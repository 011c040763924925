//! End-to-end tests driving the compiled `cymetric` binary, exercising
//! the report formats and the `-i`/exit-code contract that unit tests
//! inside `src/` can't reach.

use assert_cmd::Command;
use std::fs;
use tempfile::TempDir;

fn project_with(files: &[(&str, &str)]) -> TempDir {
    let dir = TempDir::new().expect("create temp dir");
    for (name, contents) in files {
        fs::write(dir.path().join(name), contents).expect("write fixture");
    }
    dir
}

#[test]
fn tabular_report_lists_functions_and_exits_zero() {
    let dir = project_with(&[("simple.c", "int fun(){ if (a) { b; } }\n")]);

    let output = Command::cargo_bin("cymetric")
        .unwrap()
        .arg(dir.path())
        .output()
        .expect("run cymetric");

    assert!(output.status.success());
    let stdout = String::from_utf8(output.stdout).unwrap();
    assert!(stdout.contains("fun@"));
}

#[test]
fn warnings_only_flag_suppresses_the_function_table() {
    let dir = project_with(&[("plain.c", "int fun(){}\n")]);

    let output = Command::cargo_bin("cymetric")
        .unwrap()
        .args(["-w"])
        .arg(dir.path())
        .output()
        .expect("run cymetric");

    assert!(output.status.success());
    let stdout = String::from_utf8(output.stdout).unwrap();
    assert!(!stdout.contains("NLOC"));
}

#[test]
fn low_ccn_threshold_produces_warnings_and_exit_code_one() {
    let dir = project_with(&[(
        "complex.c",
        "int fun(){ if(a){} if(b){} if(c){} }\n",
    )]);

    let output = Command::cargo_bin("cymetric")
        .unwrap()
        .args(["-C", "1", "-w"])
        .arg(dir.path())
        .output()
        .expect("run cymetric");

    assert_eq!(output.status.code(), Some(1));
    let stdout = String::from_utf8(output.stdout).unwrap();
    assert!(stdout.contains("warning:"));
}

#[test]
fn ignore_warnings_tolerance_restores_exit_code_zero() {
    let dir = project_with(&[(
        "complex.c",
        "int fun(){ if(a){} if(b){} if(c){} }\n",
    )]);

    let output = Command::cargo_bin("cymetric")
        .unwrap()
        .args(["-C", "1", "-i", "10"])
        .arg(dir.path())
        .output()
        .expect("run cymetric");

    assert!(output.status.success());
}

#[test]
fn xml_flag_emits_cppncss_schema() {
    let dir = project_with(&[("simple.c", "int fun(){}\n")]);

    let output = Command::cargo_bin("cymetric")
        .unwrap()
        .args(["-X"])
        .arg(dir.path())
        .output()
        .expect("run cymetric");

    assert!(output.status.success());
    let stdout = String::from_utf8(output.stdout).unwrap();
    assert!(stdout.contains("<cppncss>"));
    assert!(stdout.contains("measure type=\"Function\""));
}

#[test]
fn exclude_glob_drops_matching_files_from_the_report() {
    let dir = project_with(&[
        ("keep.c", "int keep(){}\n"),
        ("skip.c", "int skip(){}\n"),
    ]);

    let output = Command::cargo_bin("cymetric")
        .unwrap()
        .args(["-x", "**/skip.c"])
        .arg(dir.path())
        .output()
        .expect("run cymetric");

    assert!(output.status.success());
    let stdout = String::from_utf8(output.stdout).unwrap();
    assert!(stdout.contains("keep@"));
    assert!(!stdout.contains("skip@"));
}

#[test]
fn nonexistent_single_file_argument_exits_zero_with_empty_report() {
    let output = Command::cargo_bin("cymetric")
        .unwrap()
        .arg("/no/such/path.c")
        .output()
        .expect("run cymetric");

    assert!(output.status.success());
}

#### [AIM OF THE TASK]
If a line of the entries contains the string "TempDir", it counts; report how many such lines there are, as a bare number.

#### [THE COMPLETED TASK]
3